How to complete this task: Look through the listing below for the string "BuilderState". Say how many lines hold it, and nothing else.

Material for this exercise:
- - -
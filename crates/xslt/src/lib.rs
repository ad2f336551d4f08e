//! XSLT 1.0 compiler and resumable processor.
//!
//! A stylesheet is compiled once into an immutable [`CompiledStylesheet`]: a
//! flat graph of actions plus a shared table of compiled expressions. Each
//! transformation runs on its own [`Processor`], which can stop whenever the
//! output sink pushes back and resume later from the same point.

pub mod ast;
pub mod compiler;
pub mod context;
pub mod datasources;
pub mod decimal_format;
pub mod error;
pub mod frame;
pub mod keys;
pub mod number;
pub mod output;
pub mod parser;
pub mod pattern;
pub mod processor;
pub mod query_store;
pub mod resolver;
pub mod sort;
pub mod transform;
pub mod util;

mod compiler_handlers;
mod executor_handlers;

pub use ast::CompiledStylesheet;
pub use compiler::compile;
pub use datasources::{XmlDocument, XmlNode};
pub use error::{Location, XsltError};
pub use output::{
    OutputMethod, OutputResult, OutputSettings, Record, RecordCursor, RecordKind, RecordOutput, SinkStatus,
    XmlSerializer,
};
pub use processor::{ExecutionStatus, Processor};
pub use resolver::{NoResolver, ProviderResolver, StylesheetResolver};
pub use transform::{TransformOptions, transform, transform_to_string};
pub use trellis_xpath1::{DataSourceNode, NodeType, XPathValue};
//! Handlers for literal result elements and the instructions that create
//! result nodes: `xsl:text`, `xsl:value-of`, `xsl:copy-of`, `xsl:element`,
//! `xsl:attribute`, `xsl:processing-instruction` and `xsl:number`.

use crate::ast::{Action, ActionId, Avt, NumberAction, NumberLevel, OutputName};
use crate::compiler::{BuilderState, CompilerBuilder};
use crate::error::XsltError;
use crate::query_store::QueryOptions;
use crate::util::{OwnedAttributes, XSLT_NAMESPACE, get_attr_optional, is_ncname, is_qname, split_qname};
use std::str::from_utf8;

impl CompilerBuilder<'_> {
    pub(crate) fn handle_literal_result_element_start(
        &mut self,
        uri: &str,
        local: &str,
        raw_name: &str,
        attrs: &OwnedAttributes,
        pos: usize,
        source: &str,
    ) -> Result<(), XsltError> {
        if self.parent_is_xsl(&["choose", "call-template", "apply-templates", "attribute-set", "text", "apply-imports"]) {
            return Err(self.compile_error(format!("<{}> is not allowed here", raw_name), pos, source));
        }
        if let Some(version) = self.xsl_attr(attrs, "version")? {
            self.apply_version(&version);
        }
        let excluded = self.xsl_attr(attrs, "exclude-result-prefixes")?;
        let extensions = self.xsl_attr(attrs, "extension-element-prefixes")?;
        self.apply_prefix_lists(excluded, extensions, pos, source)?;

        let sets = self.xsl_attr(attrs, "use-attribute-sets")?;
        let mut body = self.use_attribute_sets(sets, pos, source)?;
        for (key, value) in attrs {
            let key = from_utf8(key)?;
            if key == "xmlns" || key.starts_with("xmlns:") {
                continue;
            }
            let (prefix, attr_local) = split_qname(key);
            let namespace = if prefix.is_empty() {
                String::new()
            } else {
                self.namespace_for(prefix, pos, source)?
            };
            if namespace == XSLT_NAMESPACE {
                continue;
            }
            let value = self.compile_avt(from_utf8(value)?, pos, source)?;
            let id = self.add_action(Action::LiteralAttribute {
                name: OutputName::new(prefix, attr_local, &namespace),
                value,
            });
            body.push(id);
        }

        let namespaces = self.literal_namespaces();
        let (prefix, _) = split_qname(raw_name);
        self.enter(
            BuilderState::Literal {
                name: OutputName::new(prefix, local, uri),
                namespaces,
            },
            body,
        );
        Ok(())
    }

    pub(crate) fn handle_text_end(
        &mut self,
        attrs: &OwnedAttributes,
        body: Vec<ActionId>,
        pos: usize,
        source: &str,
    ) -> Result<Option<ActionId>, XsltError> {
        let disable_escaping = self.yes_no(attrs, "disable-output-escaping", pos, source)?.unwrap_or(false);
        if let [single] = body.as_slice()
            && let Action::Text { disable_escaping: flag, .. } = &mut self.actions[*single]
        {
            *flag = disable_escaping;
            return Ok(Some(*single));
        }
        let mut value = String::new();
        for id in &body {
            if let Action::Text { value: part, .. } = &self.actions[*id] {
                value.push_str(part);
            }
        }
        Ok(Some(self.add_action(Action::Text {
            value,
            disable_escaping,
        })))
    }

    pub(crate) fn handle_value_of_end(
        &mut self,
        attrs: &OwnedAttributes,
        pos: usize,
        source: &str,
    ) -> Result<Option<ActionId>, XsltError> {
        let select = self.required(attrs, "select", "value-of", pos, source)?;
        let select = self.compile_expr(&select, QueryOptions::EXPRESSION, pos, source)?;
        let disable_escaping = self.yes_no(attrs, "disable-output-escaping", pos, source)?.unwrap_or(false);
        Ok(Some(self.add_action(Action::ValueOf {
            select,
            disable_escaping,
        })))
    }

    pub(crate) fn handle_copy_of_end(
        &mut self,
        attrs: &OwnedAttributes,
        pos: usize,
        source: &str,
    ) -> Result<Option<ActionId>, XsltError> {
        let select = self.required(attrs, "select", "copy-of", pos, source)?;
        let select = self.compile_expr(&select, QueryOptions::EXPRESSION, pos, source)?;
        Ok(Some(self.add_action(Action::CopyOf { select })))
    }

    /// The `name` and `namespace` AVTs shared by `xsl:element` and `xsl:attribute`.
    fn computed_name(
        &mut self,
        element: &str,
        attrs: &OwnedAttributes,
        pos: usize,
        source: &str,
    ) -> Result<(Avt, Option<Avt>), XsltError> {
        let name = self.required(attrs, "name", element, pos, source)?;
        let name = self.compile_avt(&name, pos, source)?;
        if let Some(constant) = name.constant() {
            let constant = constant.trim();
            if !is_qname(constant) || (element == "attribute" && constant == "xmlns") {
                return Err(self.compile_error(
                    format!("'{}' is not a valid name for <xsl:{}>", constant, element),
                    pos,
                    source,
                ));
            }
        }
        let namespace = match get_attr_optional(attrs, b"namespace")? {
            Some(ns) => Some(self.compile_avt(&ns, pos, source)?),
            None => None,
        };
        Ok((name, namespace))
    }

    pub(crate) fn handle_element_end(
        &mut self,
        attrs: &OwnedAttributes,
        body: Vec<ActionId>,
        pos: usize,
        source: &str,
    ) -> Result<Option<ActionId>, XsltError> {
        let (name, namespace) = self.computed_name("element", attrs, pos, source)?;
        let scope = self.snapshot();
        Ok(Some(self.add_action(Action::Element {
            name,
            namespace,
            scope,
            body,
        })))
    }

    pub(crate) fn handle_attribute_end(
        &mut self,
        attrs: &OwnedAttributes,
        body: Vec<ActionId>,
        pos: usize,
        source: &str,
    ) -> Result<Option<ActionId>, XsltError> {
        let (name, namespace) = self.computed_name("attribute", attrs, pos, source)?;
        let scope = self.snapshot();
        Ok(Some(self.add_action(Action::Attribute {
            name,
            namespace,
            scope,
            body,
        })))
    }

    pub(crate) fn handle_processing_instruction_end(
        &mut self,
        attrs: &OwnedAttributes,
        body: Vec<ActionId>,
        pos: usize,
        source: &str,
    ) -> Result<Option<ActionId>, XsltError> {
        let name = self.required(attrs, "name", "processing-instruction", pos, source)?;
        let name = self.compile_avt(&name, pos, source)?;
        if let Some(target) = name.constant()
            && (!is_ncname(target.trim()) || target.trim().eq_ignore_ascii_case("xml"))
        {
            return Err(self.compile_error(
                format!("'{}' is not a valid processing-instruction target", target),
                pos,
                source,
            ));
        }
        Ok(Some(self.add_action(Action::ProcessingInstruction { name, body })))
    }

    pub(crate) fn handle_number_end(
        &mut self,
        attrs: &OwnedAttributes,
        pos: usize,
        source: &str,
    ) -> Result<Option<ActionId>, XsltError> {
        let level = match self
            .enumerated(attrs, "level", &["single", "multiple", "any"], pos, source)?
            .as_deref()
        {
            Some("multiple") => NumberLevel::Multiple,
            Some("any") => NumberLevel::Any,
            _ => NumberLevel::Single,
        };
        let pattern = |builder: &mut Self, name: &[u8], options| -> Result<Option<usize>, XsltError> {
            match get_attr_optional(attrs, name)? {
                Some(text) => Ok(Some(builder.compile_expr(&text, options, pos, source)?)),
                None => Ok(None),
            }
        };
        let count = pattern(self, b"count", QueryOptions::PATTERN)?;
        let from = pattern(self, b"from", QueryOptions::PATTERN)?;
        let value = pattern(self, b"value", QueryOptions::EXPRESSION)?;

        let avt = |builder: &mut Self, name: &[u8]| -> Result<Option<Avt>, XsltError> {
            match get_attr_optional(attrs, name)? {
                Some(text) => Ok(Some(builder.compile_avt(&text, pos, source)?)),
                None => Ok(None),
            }
        };
        let format = avt(self, b"format")?.unwrap_or_else(|| Avt::Constant("1".to_string()));
        let lang = avt(self, b"lang")?;
        let letter_value = avt(self, b"letter-value")?;
        let grouping_separator = avt(self, b"grouping-separator")?;
        let grouping_size = avt(self, b"grouping-size")?;

        Ok(Some(self.add_action(Action::Number(NumberAction {
            level,
            count,
            from,
            value,
            format,
            lang,
            letter_value,
            grouping_separator,
            grouping_size,
        }))))
    }
}
//! Node collection along each XPath axis.
//!
//! Results are in proximity order: document order for forward axes, nearest
//! first for reverse axes. A single context node never yields duplicates, so
//! no de-duplication happens here.

use crate::ast::Axis;
use crate::datasource::{DataSourceNode, NodeType};

fn is_attribute_like<'a, N: DataSourceNode<'a>>(node: N) -> bool {
    matches!(node.node_type(), NodeType::Attribute | NodeType::Namespace)
}

pub fn nodes_on_axis<'a, N: DataSourceNode<'a>>(axis: Axis, node: N) -> Vec<N> {
    let mut out = Vec::new();
    match axis {
        Axis::SelfAxis => out.push(node),
        Axis::Child => out.extend(node.children()),
        Axis::Attribute => out.extend(node.attributes()),
        Axis::Namespace => out.extend(node.namespaces()),
        Axis::Parent => out.extend(node.parent()),
        Axis::Descendant => descendants(node, &mut out),
        Axis::DescendantOrSelf => {
            out.push(node);
            descendants(node, &mut out);
        }
        Axis::Ancestor => out.extend(ancestors(node)),
        Axis::AncestorOrSelf => {
            out.push(node);
            out.extend(ancestors(node));
        }
        Axis::FollowingSibling => {
            if !is_attribute_like(node) {
                out.extend(siblings(node).skip_while(|s| *s != node).skip(1));
            }
        }
        Axis::PrecedingSibling => {
            if !is_attribute_like(node) {
                let before: Vec<N> = siblings(node).take_while(|s| *s != node).collect();
                out.extend(before.into_iter().rev());
            }
        }
        Axis::Following => following(node, &mut out),
        Axis::Preceding => preceding(node, &mut out),
    }
    out
}

fn siblings<'a, N: DataSourceNode<'a>>(node: N) -> impl Iterator<Item = N> {
    node.parent().into_iter().flat_map(|p| p.children())
}

fn ancestors<'a, N: DataSourceNode<'a>>(node: N) -> impl Iterator<Item = N> {
    std::iter::successors(node.parent(), |n| n.parent())
}

/// Pre-order walk below `node`, excluding `node` itself.
fn descendants<'a, N: DataSourceNode<'a>>(node: N, out: &mut Vec<N>) {
    let mut pending: Vec<N> = node.children().collect();
    pending.reverse();
    while let Some(current) = pending.pop() {
        out.push(current);
        let mark = pending.len();
        pending.extend(current.children());
        pending[mark..].reverse();
    }
}

fn following<'a, N: DataSourceNode<'a>>(node: N, out: &mut Vec<N>) {
    let mut anchor = node;
    if is_attribute_like(node) {
        // The owner's content follows its attributes.
        if let Some(owner) = node.parent() {
            descendants(owner, out);
            anchor = owner;
        }
    }
    for level in std::iter::once(anchor).chain(ancestors(anchor)) {
        for sibling in siblings(level).skip_while(|s| *s != level).skip(1) {
            out.push(sibling);
            descendants(sibling, out);
        }
    }
}

fn preceding<'a, N: DataSourceNode<'a>>(node: N, out: &mut Vec<N>) {
    let anchor = if is_attribute_like(node) {
        node.parent().unwrap_or(node)
    } else {
        node
    };
    for level in std::iter::once(anchor).chain(ancestors(anchor)) {
        let before: Vec<N> = siblings(level).take_while(|s| *s != level).collect();
        for sibling in before.into_iter().rev() {
            let mut subtree = vec![sibling];
            descendants(sibling, &mut subtree);
            out.extend(subtree.into_iter().rev());
        }
    }
}

#[cfg(test)]
mod tests {
    use super::*;
    use crate::datasource::tests::{MockNode, MockTree, create_test_tree};

    fn ids<'a>(tree: &'a MockTree<'a>, axis: Axis, id: usize) -> Vec<usize> {
        nodes_on_axis(axis, MockNode { id, tree }).iter().map(|n| n.id).collect()
    }

    #[test]
    fn test_forward_axes_are_in_document_order() {
        let tree = create_test_tree();
        assert_eq!(ids(&tree, Axis::Child, 0), vec![1, 8, 5, 9, 6]);
        assert_eq!(ids(&tree, Axis::Descendant, 0), vec![1, 4, 8, 5, 9, 6, 7]);
        assert_eq!(ids(&tree, Axis::DescendantOrSelf, 1), vec![1, 4]);
        assert_eq!(ids(&tree, Axis::FollowingSibling, 1), vec![8, 5, 9, 6]);
        assert_eq!(ids(&tree, Axis::Following, 4), vec![8, 5, 9, 6, 7]);
    }

    #[test]
    fn test_reverse_axes_are_nearest_first() {
        let tree = create_test_tree();
        assert_eq!(ids(&tree, Axis::Ancestor, 4), vec![1, 0]);
        assert_eq!(ids(&tree, Axis::AncestorOrSelf, 4), vec![4, 1, 0]);
        assert_eq!(ids(&tree, Axis::PrecedingSibling, 6), vec![9, 5, 8, 1]);
        assert_eq!(ids(&tree, Axis::Preceding, 5), vec![8, 4, 1]);
    }

    #[test]
    fn test_attributes_have_no_siblings() {
        let tree = create_test_tree();
        assert!(ids(&tree, Axis::FollowingSibling, 2).is_empty());
        assert!(ids(&tree, Axis::PrecedingSibling, 2).is_empty());
        assert_eq!(ids(&tree, Axis::Parent, 2), vec![1]);
    }

    #[test]
    fn test_following_from_attribute_starts_with_owner_content() {
        let tree = create_test_tree();
        assert_eq!(ids(&tree, Axis::Following, 2).first(), Some(&4));
    }
}
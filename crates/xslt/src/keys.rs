//! Lazily built `xsl:key` tables.

use crate::ast::{CompiledStylesheet, KeyDefinition};
use crate::query_store::ScopeSnapshot;
use std::collections::HashMap;
use trellis_xpath1::{ContextResolver, DataSourceNode, EvaluationContext, FunctionRegistry, XPathError, XPathValue};

/// Key value to the matching nodes, in document order.
pub type KeyTable<N> = HashMap<String, Vec<N>>;

/// Tables per key name and document root. A table is built the first time a
/// key is used against a root and kept for the life of the processor.
#[derive(Debug)]
pub struct KeyCache<N> {
    tables: HashMap<(String, N), KeyTable<N>>,
    builds: usize,
}

impl<N> Default for KeyCache<N> {
    fn default() -> Self {
        KeyCache {
            tables: HashMap::new(),
            builds: 0,
        }
    }
}

impl<N> KeyCache<N> {
    pub fn new() -> Self {
        Self::default()
    }

    /// Number of tables built so far.
    pub fn builds(&self) -> usize {
        self.builds
    }
}

impl<'a, N: DataSourceNode<'a> + 'a> KeyCache<N> {
    /// The nodes under `root` whose key `name` has one of `values`.
    pub fn lookup(
        &mut self,
        stylesheet: &CompiledStylesheet,
        name: &str,
        root: N,
        values: &[String],
        functions: &FunctionRegistry,
    ) -> Result<Vec<N>, XPathError> {
        let cache_key = (name.to_string(), root);
        if !self.tables.contains_key(&cache_key) {
            let definitions = stylesheet.keys.get(name).ok_or_else(|| XPathError::FunctionError {
                function: "key".to_string(),
                message: format!("Key '{}' is not declared", name),
            })?;
            let table = build_table(stylesheet, definitions, root, functions)?;
            log::debug!("Built key table '{}' with {} values", name, table.len());
            self.builds += 1;
            self.tables.insert(cache_key.clone(), table);
        }
        let Some(table) = self.tables.get(&cache_key) else {
            return Ok(Vec::new());
        };
        let mut nodes: Vec<N> = values
            .iter()
            .filter_map(|v| table.get(v))
            .flatten()
            .copied()
            .collect();
        if values.len() > 1 {
            nodes.sort();
            nodes.dedup();
        }
        Ok(nodes)
    }
}

/// Resolves prefixes for key patterns and use expressions, which may not
/// reference variables.
struct KeyResolver<'s> {
    scope: &'s ScopeSnapshot,
}

impl<'a, N: DataSourceNode<'a>> ContextResolver<'a, N> for KeyResolver<'_> {
    fn variable(&self, name: &str) -> Result<XPathValue<N>, XPathError> {
        Err(XPathError::UnknownVariable(name.to_string()))
    }

    fn namespace_uri(&self, prefix: &str) -> Option<&str> {
        self.scope.namespace_uri(prefix)
    }
}

/// Every element, attribute, text, comment and processing instruction under
/// `root`, in document order.
pub(crate) fn document_nodes<'a, N: DataSourceNode<'a>>(root: N) -> Vec<N> {
    let mut nodes = Vec::new();
    let mut stack = vec![root];
    while let Some(node) = stack.pop() {
        nodes.push(node);
        nodes.extend(node.attributes());
        let children: Vec<N> = node.children().collect();
        stack.extend(children.into_iter().rev());
    }
    nodes
}

fn build_table<'a, N: DataSourceNode<'a> + 'a>(
    stylesheet: &CompiledStylesheet,
    definitions: &[KeyDefinition],
    root: N,
    functions: &FunctionRegistry,
) -> Result<KeyTable<N>, XPathError> {
    let mut table: KeyTable<N> = HashMap::new();
    for node in document_nodes(root) {
        for definition in definitions {
            let pattern = stylesheet.queries.get(definition.pattern);
            let resolver = KeyResolver { scope: &pattern.scope };
            let e_ctx = EvaluationContext::new(node, root, functions, 1, 1, &resolver);
            if !pattern.query()?.matches(node, &e_ctx)? {
                continue;
            }

            let use_query = stylesheet.queries.get(definition.use_expr);
            let resolver = KeyResolver { scope: &use_query.scope };
            let e_ctx = EvaluationContext::new(node, root, functions, 1, 1, &resolver);
            match use_query.query()?.evaluate(&e_ctx)? {
                XPathValue::NodeSet(values) => {
                    for value in values {
                        table.entry(value.string_value()).or_default().push(node);
                    }
                }
                other => table.entry(other.to_string()).or_default().push(node),
            }
        }
    }
    for nodes in table.values_mut() {
        nodes.sort();
        nodes.dedup();
    }
    Ok(table)
}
- - -
Solution to the exercise: 2